## Action item
Produce as output only the lines below starting at the line with "cap in milliseconds." and continuing through the line with "let capped = raw.min(config.max_delay_ms);", each one exactly as written.

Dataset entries
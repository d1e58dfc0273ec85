//! Retry policy for transient collaborator faults.
//!
//! Retries apply only to errors the pipeline classifies as transient;
//! permanent faults and validation verdicts return immediately.
//! `max_attempts` counts total calls, so a config of 3 means one
//! initial call plus at most two retries.

use std::future::Future;
use std::time::Duration;

use rand::Rng;
use serde::{Deserialize, Serialize};

use crate::errors::PipelineError;

const DEFAULT_MAX_ATTEMPTS: u32 = 3;
const DEFAULT_BASE_DELAY_MS: u64 = 1000;
const DEFAULT_MAX_DELAY_MS: u64 = 30_000;

/// How the delay grows between attempts.
#[derive(Debug, Clone, Copy, Default, PartialEq, Eq, Serialize, Deserialize)]
#[serde(rename_all = "snake_case")]
pub enum BackoffStrategy {
    /// Doubles the base delay each attempt.
    #[default]
    Exponential,
    /// Grows the base delay linearly with the attempt number.
    Linear,
    /// Uses the base delay unchanged.
    Constant,
}

/// How the computed delay is randomized to avoid thundering herds.
#[derive(Debug, Clone, Copy, Default, PartialEq, Eq, Serialize, Deserialize)]
#[serde(rename_all = "snake_case")]
pub enum JitterStrategy {
    /// Use the computed delay as-is.
    None,
    /// Uniform over `[0, delay]`.
    #[default]
    Full,
    /// Uniform over `[delay/2, delay]`.
    Equal,
}

/// Retry policy configuration.
#[derive(Debug, Clone, PartialEq, Eq, Serialize, Deserialize)]
#[serde(default)]
pub struct RetryConfig {
    /// Total calls allowed, including the first.
    pub max_attempts: u32,
    /// Base delay before the first retry, in milliseconds.
    pub base_delay_ms: u64,
    /// Upper bound on any computed delay, in milliseconds.
    pub max_delay_ms: u64,
    /// Delay growth strategy.
    pub backoff_strategy: BackoffStrategy,
    /// Delay randomization strategy.
    pub jitter_strategy: JitterStrategy,
}

impl Default for RetryConfig {
    fn default() -> Self {
        Self {
            max_attempts: DEFAULT_MAX_ATTEMPTS,
            base_delay_ms: DEFAULT_BASE_DELAY_MS,
            max_delay_ms: DEFAULT_MAX_DELAY_MS,
            backoff_strategy: BackoffStrategy::default(),
            jitter_strategy: JitterStrategy::default(),
        }
    }
}

impl RetryConfig {
    /// Sets the total number of attempts.
    #[must_use]
    pub fn with_max_attempts(mut self, max_attempts: u32) -> Self {
        self.max_attempts = max_attempts;
        self
    }

    /// Sets the base delay in milliseconds.
    #[must_use]
    pub fn with_base_delay_ms(mut self, base_delay_ms: u64) -> Self {
        self.base_delay_ms = base_delay_ms;
        self
    }

    /// Sets the delay cap in milliseconds.
    #[must_use]
    pub fn with_max_delay_ms(mut self, max_delay_ms: u64) -> Self {
        self.max_delay_ms = max_delay_ms;
        self
    }

    /// Sets the backoff strategy.
    #[must_use]
    pub fn with_backoff_strategy(mut self, strategy: BackoffStrategy) -> Self {
        self.backoff_strategy = strategy;
        self
    }

    /// Sets the jitter strategy.
    #[must_use]
    pub fn with_jitter_strategy(mut self, strategy: JitterStrategy) -> Self {
        self.jitter_strategy = strategy;
        self
    }
}

/// Computes the delay before the retry that follows `attempt` (1-based).
#[must_use]
pub fn backoff_delay(attempt: u32, config: &RetryConfig) -> Duration {
    let exponent = attempt.saturating_sub(1);
    let raw = match config.backoff_strategy {
        BackoffStrategy::Exponential => config
            .base_delay_ms
            .saturating_mul(2u64.saturating_pow(exponent)),
        BackoffStrategy::Linear => config.base_delay_ms.saturating_mul(u64::from(attempt)),
        BackoffStrategy::Constant => config.base_delay_ms,
    };
    let capped = raw.min(config.max_delay_ms);
    let jittered = match config.jitter_strategy {
        JitterStrategy::None => capped,
        JitterStrategy::Full => rand::thread_rng().gen_range(0..=capped),
        JitterStrategy::Equal => {
            let half = capped / 2;
            half + rand::thread_rng().gen_range(0..=capped - half)
        }
    };
    Duration::from_millis(jittered)
}

/// Runs an operation under the retry policy.
///
/// Non-retryable errors return immediately; retryable ones are retried
/// with backoff until `max_attempts` total calls have been made.
pub async fn with_retry<T, F, Fut>(
    config: &RetryConfig,
    operation: &str,
    mut op: F,
) -> Result<T, PipelineError>
where
    F: FnMut() -> Fut,
    Fut: Future<Output = Result<T, PipelineError>>,
{
    let mut attempt = 1u32;
    loop {
        match op().await {
            Ok(value) => {
                if attempt > 1 {
                    tracing::info!(operation, attempt, "operation succeeded after retry");
                }
                return Ok(value);
            }
            Err(err) if !err.is_retryable() => return Err(err),
            Err(err) if attempt >= config.max_attempts => {
                tracing::warn!(operation, attempt, error = %err, "giving up after final attempt");
                return Err(err);
            }
            Err(err) => {
                let delay = backoff_delay(attempt, config);
                tracing::debug!(
                    operation,
                    attempt,
                    delay_ms = u64::try_from(delay.as_millis()).unwrap_or(u64::MAX),
                    error = %err,
                    "retrying after transient fault"
                );
                tokio::time::sleep(delay).await;
                attempt += 1;
            }
        }
    }
}

#[cfg(test)]
mod tests {
    use super::*;
    use pretty_assertions::assert_eq;
    use std::sync::atomic::{AtomicU32, Ordering};
    use std::sync::Arc;

    fn no_jitter() -> RetryConfig {
        RetryConfig::default().with_jitter_strategy(JitterStrategy::None)
    }

    #[test]
    fn test_exponential_backoff_doubles() {
        let config = no_jitter();
        assert_eq!(backoff_delay(1, &config), Duration::from_millis(1000));
        assert_eq!(backoff_delay(2, &config), Duration::from_millis(2000));
        assert_eq!(backoff_delay(3, &config), Duration::from_millis(4000));
    }

    #[test]
    fn test_backoff_is_capped() {
        let config = no_jitter().with_max_delay_ms(2500);
        assert_eq!(backoff_delay(5, &config), Duration::from_millis(2500));
    }

    #[test]
    fn test_linear_and_constant_strategies() {
        let linear = no_jitter().with_backoff_strategy(BackoffStrategy::Linear);
        assert_eq!(backoff_delay(3, &linear), Duration::from_millis(3000));

        let constant = no_jitter().with_backoff_strategy(BackoffStrategy::Constant);
        assert_eq!(backoff_delay(7, &constant), Duration::from_millis(1000));
    }

    #[test]
    fn test_jitter_stays_within_bounds() {
        let full = RetryConfig::default().with_jitter_strategy(JitterStrategy::Full);
        for _ in 0..50 {
            assert!(backoff_delay(2, &full) <= Duration::from_millis(2000));
        }

        let equal = RetryConfig::default().with_jitter_strategy(JitterStrategy::Equal);
        for _ in 0..50 {
            let delay = backoff_delay(2, &equal);
            assert!(delay >= Duration::from_millis(1000));
            assert!(delay <= Duration::from_millis(2000));
        }
    }

    #[tokio::test]
    async fn test_retry_recovers_from_transient_faults() {
        let config = no_jitter().with_base_delay_ms(1);
        let calls = Arc::new(AtomicU32::new(0));
        let result = with_retry(&config, "fetch standings", || {
            let calls = Arc::clone(&calls);
            async move {
                let n = calls.fetch_add(1, Ordering::SeqCst) + 1;
                if n < 3 {
                    Err(PipelineError::from_collaborator("fetch", "timeout", true))
                } else {
                    Ok(n)
                }
            }
        })
        .await;

        assert_eq!(result.unwrap(), 3);
        assert_eq!(calls.load(Ordering::SeqCst), 3);
    }

    #[tokio::test]
    async fn test_retry_gives_up_after_max_attempts() {
        let config = no_jitter().with_base_delay_ms(1).with_max_attempts(3);
        let calls = Arc::new(AtomicU32::new(0));
        let result: Result<(), _> = with_retry(&config, "fetch standings", || {
            let calls = Arc::clone(&calls);
            async move {
                calls.fetch_add(1, Ordering::SeqCst);
                Err(PipelineError::from_collaborator("fetch", "timeout", true))
            }
        })
        .await;

        assert!(result.is_err());
        assert_eq!(calls.load(Ordering::SeqCst), 3);
    }

    #[tokio::test]
    async fn test_non_retryable_error_returns_immediately() {
        let config = no_jitter().with_base_delay_ms(1);
        let calls = Arc::new(AtomicU32::new(0));
        let result: Result<(), _> = with_retry(&config, "validate dev", || {
            let calls = Arc::clone(&calls);
            async move {
                calls.fetch_add(1, Ordering::SeqCst);
                Err(PipelineError::from_collaborator("validate", "row count drifted", false))
            }
        })
        .await;

        assert!(result.is_err());
        assert_eq!(calls.load(Ordering::SeqCst), 1);
    }
}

## Written response
    /// Sets the delay cap in milliseconds.
    #[must_use]
    pub fn with_max_delay_ms(mut self, max_delay_ms: u64) -> Self {
        self.max_delay_ms = max_delay_ms;
        self
    }

    /// Sets the backoff strategy.
    #[must_use]
    pub fn with_backoff_strategy(mut self, strategy: BackoffStrategy) -> Self {
        self.backoff_strategy = strategy;
        self
    }

    /// Sets the jitter strategy.
    #[must_use]
    pub fn with_jitter_strategy(mut self, strategy: JitterStrategy) -> Self {
        self.jitter_strategy = strategy;
        self
    }
}

/// Computes the delay before the retry that follows `attempt` (1-based).
#[must_use]
pub fn backoff_delay(attempt: u32, config: &RetryConfig) -> Duration {
    let exponent = attempt.saturating_sub(1);
    let raw = match config.backoff_strategy {
        BackoffStrategy::Exponential => config
            .base_delay_ms
            .saturating_mul(2u64.saturating_pow(exponent)),
        BackoffStrategy::Linear => config.base_delay_ms.saturating_mul(u64::from(attempt)),
        BackoffStrategy::Constant => config.base_delay_ms,
    };
    let capped = raw.min(config.max_delay_ms);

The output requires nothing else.